Evie left the kitchen and Clara and the dog followed her. Clara thought they were going into the sitting room, but instead Evie lumbered up the stairs and stood at a closed door. Harvest had stayed at the bottom of the stairs, looking up at them, either too old to climb, or no longer motivated, without the reward of the boy to play with.
“Al won’t come in here,” she explained. “I have to keep the door closed. He doesn’t want to see anything to do with Laurent. But I come up, when he’s outside.”
She swung the door open and stepped inside. The bed was as Laurent had left it, unmade. And his clothes were scattered about, where he’d tossed them.
The two women sat side by side on Laurent’s bed.
The old farmhouse creaked and groaned, as though the whole home was in mourning, trying to settle around the gaping hole in its foundation.
“I’m afraid,” said Evie, at last.
“Tell me,” said Clara. She didn’t ask, “Of what?” Clara knew what she was afraid of. And she knew the only reason Evelyn had allowed her past the threshold wasn’t because of the casseroles she carried in her arms, but because of something else Clara carried. The hole in her own heart.
Clara knew.
“I’m afraid it won’t stop, and all my bones will disappear and one day I’ll just dissolve. I won’t be able to stand up anymore, or move.” She looked into Clara’s eyes. Clung to Clara’s eyes. “Mostly I’m afraid that it won’t matter. Because I have nowhere to go, and nothing to do. No need of bones.”
And Clara knew then that as great as her own grief was, nothing could compare to this hollow woman and her hollow home.
There wasn’t just a wound where Laurent had once been. This was a vacuum, into which everything tumbled. A great gaping black hole that sucked all the light, all the matter, all that mattered, into it.
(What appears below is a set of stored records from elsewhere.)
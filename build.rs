// Build script to compile GLSL shaders to SPIR-V
//
// Any `*.vert` / `*.frag` file under shaders/ is compiled next to itself as
// `<name>.spv`. The engine itself only ever reads the .spv files named in
// config.toml, so a missing shaders/ directory is not an error.

use std::path::Path;
use std::process::Command;

fn main() {
    println!("cargo:rerun-if-changed=shaders/");

    let Ok(entries) = std::fs::read_dir("shaders") else {
        return;
    };

    for entry in entries.flatten() {
        let path = entry.path();
        let is_glsl = matches!(
            path.extension().and_then(|e| e.to_str()),
            Some("vert") | Some("frag")
        );
        if is_glsl {
            let output = format!("{}.spv", path.display());
            compile_shader(&path, Path::new(&output));
        }
    }
}

fn compile_shader(input: &Path, output: &Path) {
    // glslc ships with the Vulkan SDK
    let result = Command::new("glslc").arg(input).arg("-o").arg(output).status();

    match result {
        Ok(status) if status.success() => {
            println!("cargo:rerun-if-changed={}", input.display());
        }
        Ok(status) => {
            panic!("Failed to compile {}: exit code {:?}", input.display(), status.code());
        }
        Err(e) => {
            println!("cargo:warning=glslc not found ({}), skipping {}", e, input.display());
        }
    }
}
Clara, who knew grief, was suddenly frightened herself. By the magnitude of this woman’s loss.
They sat on Laurent’s bed in silence, except for the moaning house.
It was a boy’s room. Filled with rocks, that might be pieces of meteors, and bits of white that might be plastic, or might be bones from saber-toothed tigers or dinosaurs. There were pieces of porcelain, that might be from an ancient Abenaki encampment. Had the old tribe enjoyed high tea.
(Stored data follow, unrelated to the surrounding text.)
// Descriptor set layouts, pools and writes
//
// Layouts and pools are assembled with builders; DescriptorWriter collects
// buffer infos for one set and either allocates a fresh set from a
// pool or overwrites an existing one. Mistakes (unknown binding, wrong
// count) surface as errors when the builder is finished.

use anyhow::{Context, Result};
use ash::vk;
use std::collections::BTreeMap;
use std::sync::Arc;

use super::VulkanDevice;

pub const DEFAULT_MAX_SETS: u32 = 1000;

// ============================================================================
// LAYOUT BINDINGS (validation, no device needed)
// ============================================================================

/// Binding table of a set layout
#[derive(Default, Clone)]
pub struct LayoutBindings {
    bindings: BTreeMap<u32, vk::DescriptorSetLayoutBinding>,
    duplicates: Vec<u32>,
}

impl LayoutBindings {
    pub fn new() -> Self {
        Self::default()
    }

    /// Record a binding. A repeated binding number keeps the first entry and
    /// makes `validate` fail.
    pub fn add(
        &mut self,
        binding: u32,
        descriptor_type: vk::DescriptorType,
        stage_flags: vk::ShaderStageFlags,
        count: u32,
    ) {
        if self.bindings.contains_key(&binding) {
            self.duplicates.push(binding);
            return;
        }

        self.bindings.insert(
            binding,
            vk::DescriptorSetLayoutBinding::builder()
                .binding(binding)
                .descriptor_type(descriptor_type)
                .descriptor_count(count)
                .stage_flags(stage_flags)
                .build(),
        );
    }

    pub fn validate(&self) -> Result<()> {
        if let Some(binding) = self.duplicates.first() {
            anyhow::bail!("Descriptor binding {} was added more than once", binding);
        }
        if let Some(b) = self.bindings.values().find(|b| b.descriptor_count == 0) {
            anyhow::bail!("Descriptor binding {} has a count of zero", b.binding);
        }
        Ok(())
    }

    pub fn get(&self, binding: u32) -> Option<&vk::DescriptorSetLayoutBinding> {
        self.bindings.get(&binding)
    }

    /// Descriptor type for a single-info write to `binding`
    pub fn check_single_write(&self, binding: u32) -> Result<vk::DescriptorType> {
        let description = self
            .get(binding)
            .with_context(|| format!("Layout does not contain binding {}", binding))?;

        if description.descriptor_count != 1 {
            anyhow::bail!(
                "Binding {} expects {} descriptors, but a single info was written",
                binding,
                description.descriptor_count
            );
        }

        Ok(description.descriptor_type)
    }

    fn to_vec(&self) -> Vec<vk::DescriptorSetLayoutBinding> {
        self.bindings.values().copied().collect()
    }
}

// ============================================================================
// SET LAYOUT
// ============================================================================

pub struct DescriptorSetLayoutBuilder {
    device: Arc<VulkanDevice>,
    bindings: LayoutBindings,
}

impl DescriptorSetLayoutBuilder {
    pub fn add_binding(
        mut self,
        binding: u32,
        descriptor_type: vk::DescriptorType,
        stage_flags: vk::ShaderStageFlags,
        count: u32,
    ) -> Self {
        self.bindings.add(binding, descriptor_type, stage_flags, count);
        self
    }

    pub fn build(self) -> Result<DescriptorSetLayout> {
        self.bindings.validate()?;

        let bindings = self.bindings.to_vec();
        let layout_info = vk::DescriptorSetLayoutCreateInfo::builder().bindings(&bindings);

        let layout = unsafe {
            self.device
                .device
                .create_descriptor_set_layout(&layout_info, None)
        }
        .context("Failed to create descriptor set layout")?;

        Ok(DescriptorSetLayout {
            layout,
            bindings: self.bindings,
            device: self.device,
        })
    }
}

pub struct DescriptorSetLayout {
    layout: vk::DescriptorSetLayout,
    bindings: LayoutBindings,
    device: Arc<VulkanDevice>,
}

impl DescriptorSetLayout {
    pub fn builder(device: Arc<VulkanDevice>) -> DescriptorSetLayoutBuilder {
        DescriptorSetLayoutBuilder {
            device,
            bindings: LayoutBindings::new(),
        }
    }

    pub fn layout(&self) -> vk::DescriptorSetLayout {
        self.layout
    }

    pub fn bindings(&self) -> &LayoutBindings {
        &self.bindings
    }
}

impl Drop for DescriptorSetLayout {
    fn drop(&mut self) {
        unsafe {
            self.device
                .device
                .destroy_descriptor_set_layout(self.layout, None);
        }
    }
}

// ============================================================================
// POOL
// ============================================================================

pub struct DescriptorPoolBuilder {
    device: Arc<VulkanDevice>,
    pool_sizes: Vec<vk::DescriptorPoolSize>,
    max_sets: u32,
    flags: vk::DescriptorPoolCreateFlags,
}

impl DescriptorPoolBuilder {
    pub fn add_pool_size(mut self, descriptor_type: vk::DescriptorType, count: u32) -> Self {
        self.pool_sizes.push(vk::DescriptorPoolSize {
            ty: descriptor_type,
            descriptor_count: count,
        });
        self
    }

    pub fn pool_flags(mut self, flags: vk::DescriptorPoolCreateFlags) -> Self {
        self.flags = flags;
        self
    }

    pub fn max_sets(mut self, count: u32) -> Self {
        self.max_sets = count;
        self
    }

    pub fn build(self) -> Result<DescriptorPool> {
        if self.pool_sizes.is_empty() {
            anyhow::bail!("Descriptor pool needs at least one pool size");
        }
        if self.max_sets == 0 {
            anyhow::bail!("Descriptor pool max_sets must be at least 1");
        }

        let pool_info = vk::DescriptorPoolCreateInfo::builder()
            .pool_sizes(&self.pool_sizes)
            .max_sets(self.max_sets)
            .flags(self.flags);

        let pool = unsafe { self.device.device.create_descriptor_pool(&pool_info, None) }
            .context("Failed to create descriptor pool")?;

        Ok(DescriptorPool {
            pool,
            flags: self.flags,
            device: self.device,
        })
    }
}

pub struct DescriptorPool {
    pool: vk::DescriptorPool,
    flags: vk::DescriptorPoolCreateFlags,
    device: Arc<VulkanDevice>,
}

impl DescriptorPool {
    pub fn builder(device: Arc<VulkanDevice>) -> DescriptorPoolBuilder {
        DescriptorPoolBuilder {
            device,
            pool_sizes: Vec::new(),
            max_sets: DEFAULT_MAX_SETS,
            flags: vk::DescriptorPoolCreateFlags::empty(),
        }
    }

    /// Allocate one set; `None` when the pool has run out of space
    pub fn allocate_descriptor(
        &self,
        layout: vk::DescriptorSetLayout,
    ) -> Result<Option<vk::DescriptorSet>> {
        let layouts = [layout];
        let alloc_info = vk::DescriptorSetAllocateInfo::builder()
            .descriptor_pool(self.pool)
            .set_layouts(&layouts);

        match unsafe { self.device.device.allocate_descriptor_sets(&alloc_info) } {
            Ok(sets) => Ok(sets.into_iter().next()),
            Err(vk::Result::ERROR_OUT_OF_POOL_MEMORY) | Err(vk::Result::ERROR_FRAGMENTED_POOL) => {
                log::warn!("Descriptor pool exhausted");
                Ok(None)
            }
            Err(e) => Err(e).context("Failed to allocate descriptor set"),
        }
    }

    /// Return sets to the pool. Requires FREE_DESCRIPTOR_SET on the pool.
    pub fn free_descriptors(&self, sets: &[vk::DescriptorSet]) -> Result<()> {
        check_can_free(self.flags)?;
        if sets.is_empty() {
            return Ok(());
        }

        unsafe { self.device.device.free_descriptor_sets(self.pool, sets) }
            .context("Failed to free descriptor sets")
    }
}

fn check_can_free(flags: vk::DescriptorPoolCreateFlags) -> Result<()> {
    if !flags.contains(vk::DescriptorPoolCreateFlags::FREE_DESCRIPTOR_SET) {
        anyhow::bail!("Descriptor pool was not created with FREE_DESCRIPTOR_SET");
    }
    Ok(())
}

impl Drop for DescriptorPool {
    fn drop(&mut self) {
        unsafe {
            self.device.device.destroy_descriptor_pool(self.pool, None);
        }
    }
}

// ============================================================================
// WRITER
// ============================================================================

struct PendingWrite {
    binding: u32,
    descriptor_type: vk::DescriptorType,
    info: [vk::DescriptorBufferInfo; 1],
}

pub struct DescriptorWriter<'a> {
    layout: &'a DescriptorSetLayout,
    pool: &'a DescriptorPool,
    writes: Vec<PendingWrite>,
    error: Option<anyhow::Error>,
}

impl<'a> DescriptorWriter<'a> {
    pub fn new(layout: &'a DescriptorSetLayout, pool: &'a DescriptorPool) -> Self {
        Self {
            layout,
            pool,
            writes: Vec::new(),
            error: None,
        }
    }

    pub fn write_buffer(mut self, binding: u32, info: vk::DescriptorBufferInfo) -> Self {
        if self.error.is_some() {
            return self;
        }

        match self.layout.bindings().check_single_write(binding) {
            Ok(descriptor_type) => self.writes.push(PendingWrite {
                binding,
                descriptor_type,
                info: [info],
            }),
            Err(e) => self.error = Some(e),
        }
        self
    }

    /// Allocate a set and fill it. `Ok(None)` when the pool is exhausted.
    pub fn build(mut self) -> Result<Option<vk::DescriptorSet>> {
        if let Some(e) = self.error.take() {
            return Err(e);
        }

        let Some(set) = self.pool.allocate_descriptor(self.layout.layout())? else {
            return Ok(None);
        };

        self.overwrite(set)?;
        Ok(Some(set))
    }

    /// Apply the collected writes to an existing set
    pub fn overwrite(&self, set: vk::DescriptorSet) -> Result<()> {
        if let Some(e) = &self.error {
            anyhow::bail!("Invalid descriptor write: {}", e);
        }

        let writes: Vec<vk::WriteDescriptorSet> = self
            .writes
            .iter()
            .map(|write| {
                vk::WriteDescriptorSet::builder()
                    .dst_set(set)
                    .dst_binding(write.binding)
                    .descriptor_type(write.descriptor_type)
                    .buffer_info(&write.info)
                    .build()
            })
            .collect();

        unsafe { self.pool.device.device.update_descriptor_sets(&writes, &[]) };
        Ok(())
    }
}

#[cfg(test)]
mod tests {
    use super::*;

    fn ubo_bindings() -> LayoutBindings {
        let mut bindings = LayoutBindings::new();
        bindings.add(
            0,
            vk::DescriptorType::UNIFORM_BUFFER,
            vk::ShaderStageFlags::VERTEX,
            1,
        );
        bindings.add(
            1,
            vk::DescriptorType::COMBINED_IMAGE_SAMPLER,
            vk::ShaderStageFlags::FRAGMENT,
            4,
        );
        bindings
    }

    #[test]
    fn bindings_are_recorded() {
        let bindings = ubo_bindings();
        assert!(bindings.validate().is_ok());
        assert_eq!(bindings.to_vec().len(), 2);

        let ubo = bindings.get(0).unwrap();
        assert_eq!(ubo.descriptor_type, vk::DescriptorType::UNIFORM_BUFFER);
        assert_eq!(ubo.stage_flags, vk::ShaderStageFlags::VERTEX);
        assert_eq!(ubo.descriptor_count, 1);
    }

    #[test]
    fn duplicate_binding_fails_validation() {
        let mut bindings = ubo_bindings();
        bindings.add(
            0,
            vk::DescriptorType::STORAGE_BUFFER,
            vk::ShaderStageFlags::ALL,
            1,
        );
        assert!(bindings.validate().is_err());
        // First definition wins
        assert_eq!(
            bindings.get(0).unwrap().descriptor_type,
            vk::DescriptorType::UNIFORM_BUFFER
        );
    }

    #[test]
    fn zero_count_fails_validation() {
        let mut bindings = LayoutBindings::new();
        bindings.add(
            3,
            vk::DescriptorType::UNIFORM_BUFFER,
            vk::ShaderStageFlags::VERTEX,
            0,
        );
        assert!(bindings.validate().is_err());
    }

    #[test]
    fn single_write_checks() {
        let bindings = ubo_bindings();
        assert_eq!(
            bindings.check_single_write(0).unwrap(),
            vk::DescriptorType::UNIFORM_BUFFER
        );
        assert!(bindings.check_single_write(1).is_err(), "array binding");
        assert!(bindings.check_single_write(7).is_err(), "unknown binding");
    }

    #[test]
    fn freeing_needs_the_pool_flag() {
        assert!(check_can_free(vk::DescriptorPoolCreateFlags::empty()).is_err());
        assert!(check_can_free(vk::DescriptorPoolCreateFlags::FREE_DESCRIPTOR_SET).is_ok());
    }

    #[test]
    fn layout_bindings_are_ordered() {
        let mut bindings = LayoutBindings::new();
        for binding in [2, 0, 1] {
            bindings.add(
                binding,
                vk::DescriptorType::UNIFORM_BUFFER,
                vk::ShaderStageFlags::VERTEX,
                1,
            );
        }
        let order: Vec<u32> = bindings.to_vec().iter().map(|b| b.binding).collect();
        assert_eq!(order, vec![0, 1, 2]);
    }
}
The walls were covered with posters of Harry Potter and King Arthur and Robin Hood.
Up until that moment Clara had been shocked by Laurent’s death and appalled that it was murder. But she hadn’t really thought of him as a person. She’d only known Laurent as the strange, annoying little boy who made up stories and demanded attention.
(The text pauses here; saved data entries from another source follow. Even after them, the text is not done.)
//! Keyboard state fed from winit window events.

use std::collections::HashSet;
use winit::event::{ElementState, KeyEvent};
use winit::keyboard::{KeyCode, PhysicalKey};

#[derive(Debug, Default)]
pub struct InputState {
    pressed: HashSet<KeyCode>,
}

impl InputState {
    pub fn new() -> Self {
        Self::default()
    }

    /// Update from a `WindowEvent::KeyboardInput`.
    pub fn handle_key_event(&mut self, event: &KeyEvent) {
        let PhysicalKey::Code(key) = event.physical_key else {
            return;
        };

        match event.state {
            ElementState::Pressed => self.press(key),
            ElementState::Released => self.release(key),
        }
    }

    pub fn press(&mut self, key: KeyCode) {
        self.pressed.insert(key);
    }

    pub fn release(&mut self, key: KeyCode) {
        self.pressed.remove(&key);
    }

    /// Forget every held key, e.g. when the window loses focus and the
    /// release events will never arrive.
    pub fn clear(&mut self) {
        self.pressed.clear();
    }

    pub fn is_key_pressed(&self, key: KeyCode) -> bool {
        self.pressed.contains(&key)
    }
}

/// Key name as written in config.toml ("F11", "Escape", "Q", "5", ...)
pub fn parse_key_code(name: &str) -> Option<KeyCode> {
    let name = name.trim();
    let key = match name.to_ascii_lowercase().as_str() {
        "escape" | "esc" => KeyCode::Escape,
        "space" => KeyCode::Space,
        "enter" | "return" => KeyCode::Enter,
        "tab" => KeyCode::Tab,
        "backspace" => KeyCode::Backspace,
        "f1" => KeyCode::F1,
        "f2" => KeyCode::F2,
        "f3" => KeyCode::F3,
        "f4" => KeyCode::F4,
        "f5" => KeyCode::F5,
        "f6" => KeyCode::F6,
        "f7" => KeyCode::F7,
        "f8" => KeyCode::F8,
        "f9" => KeyCode::F9,
        "f10" => KeyCode::F10,
        "f11" => KeyCode::F11,
        "f12" => KeyCode::F12,
        _ => {
            let mut chars = name.chars();
            return match (chars.next(), chars.next()) {
                (Some(c), None) => single_char_key(c.to_ascii_uppercase()),
                _ => None,
            };
        }
    };
    Some(key)
}

fn single_char_key(c: char) -> Option<KeyCode> {
    const LETTERS: [KeyCode; 26] = [
        KeyCode::KeyA,
        KeyCode::KeyB,
        KeyCode::KeyC,
        KeyCode::KeyD,
        KeyCode::KeyE,
        KeyCode::KeyF,
        KeyCode::KeyG,
        KeyCode::KeyH,
        KeyCode::KeyI,
        KeyCode::KeyJ,
        KeyCode::KeyK,
        KeyCode::KeyL,
        KeyCode::KeyM,
        KeyCode::KeyN,
        KeyCode::KeyO,
        KeyCode::KeyP,
        KeyCode::KeyQ,
        KeyCode::KeyR,
        KeyCode::KeyS,
        KeyCode::KeyT,
        KeyCode::KeyU,
        KeyCode::KeyV,
        KeyCode::KeyW,
        KeyCode::KeyX,
        KeyCode::KeyY,
        KeyCode::KeyZ,
    ];
    const DIGITS: [KeyCode; 10] = [
        KeyCode::Digit0,
        KeyCode::Digit1,
        KeyCode::Digit2,
        KeyCode::Digit3,
        KeyCode::Digit4,
        KeyCode::Digit5,
        KeyCode::Digit6,
        KeyCode::Digit7,
        KeyCode::Digit8,
        KeyCode::Digit9,
    ];

    match c {
        'A'..='Z' => Some(LETTERS[(c as u8 - b'A') as usize]),
        '0'..='9' => Some(DIGITS[(c as u8 - b'0') as usize]),
        _ => None,
    }
}

#[cfg(test)]
mod tests {
    use super::*;

    #[test]
    fn press_and_release() {
        let mut input = InputState::new();
        assert!(!input.is_key_pressed(KeyCode::KeyW));

        input.press(KeyCode::KeyW);
        input.press(KeyCode::KeyW);
        assert!(input.is_key_pressed(KeyCode::KeyW));

        input.release(KeyCode::KeyW);
        assert!(!input.is_key_pressed(KeyCode::KeyW));
    }

    #[test]
    fn clear_drops_held_keys() {
        let mut input = InputState::new();
        input.press(KeyCode::KeyA);
        input.press(KeyCode::ArrowLeft);
        input.clear();
        assert!(!input.is_key_pressed(KeyCode::KeyA));
        assert!(!input.is_key_pressed(KeyCode::ArrowLeft));
    }

    #[test]
    fn key_names_from_config() {
        assert_eq!(parse_key_code("F11"), Some(KeyCode::F11));
        assert_eq!(parse_key_code("Escape"), Some(KeyCode::Escape));
        assert_eq!(parse_key_code(" esc "), Some(KeyCode::Escape));
        assert_eq!(parse_key_code("q"), Some(KeyCode::KeyQ));
        assert_eq!(parse_key_code("Z"), Some(KeyCode::KeyZ));
        assert_eq!(parse_key_code("7"), Some(KeyCode::Digit7));
    }

    #[test]
    fn unknown_key_names() {
        assert_eq!(parse_key_code(""), None);
        assert_eq!(parse_key_code("F13"), None);
        assert_eq!(parse_key_code("?"), None);
        assert_eq!(parse_key_code("Hyper"), None);
    }
}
And so Clara had averted her eyes whenever he burst in erupting with another fantastic tale.
But now she sat on his Buzz Lightyear bedspread. And saw his shoes, flung off in different directions. And socks, balled up and tossed to the floor. And books, loads of books. Who read anymore? What child, what little boy read? But Laurent’s room was filled with books. And drawings. And wonder. And a grief so thick she could barely breathe.
This was the real Laurent, and he was lost forever.
Clara stood up and walked to the bookcase, and gripped it, her back turned to Evie so that Laurent’s mother wouldn’t be subjected to Clara’s own suddenly overwhelming sorrow.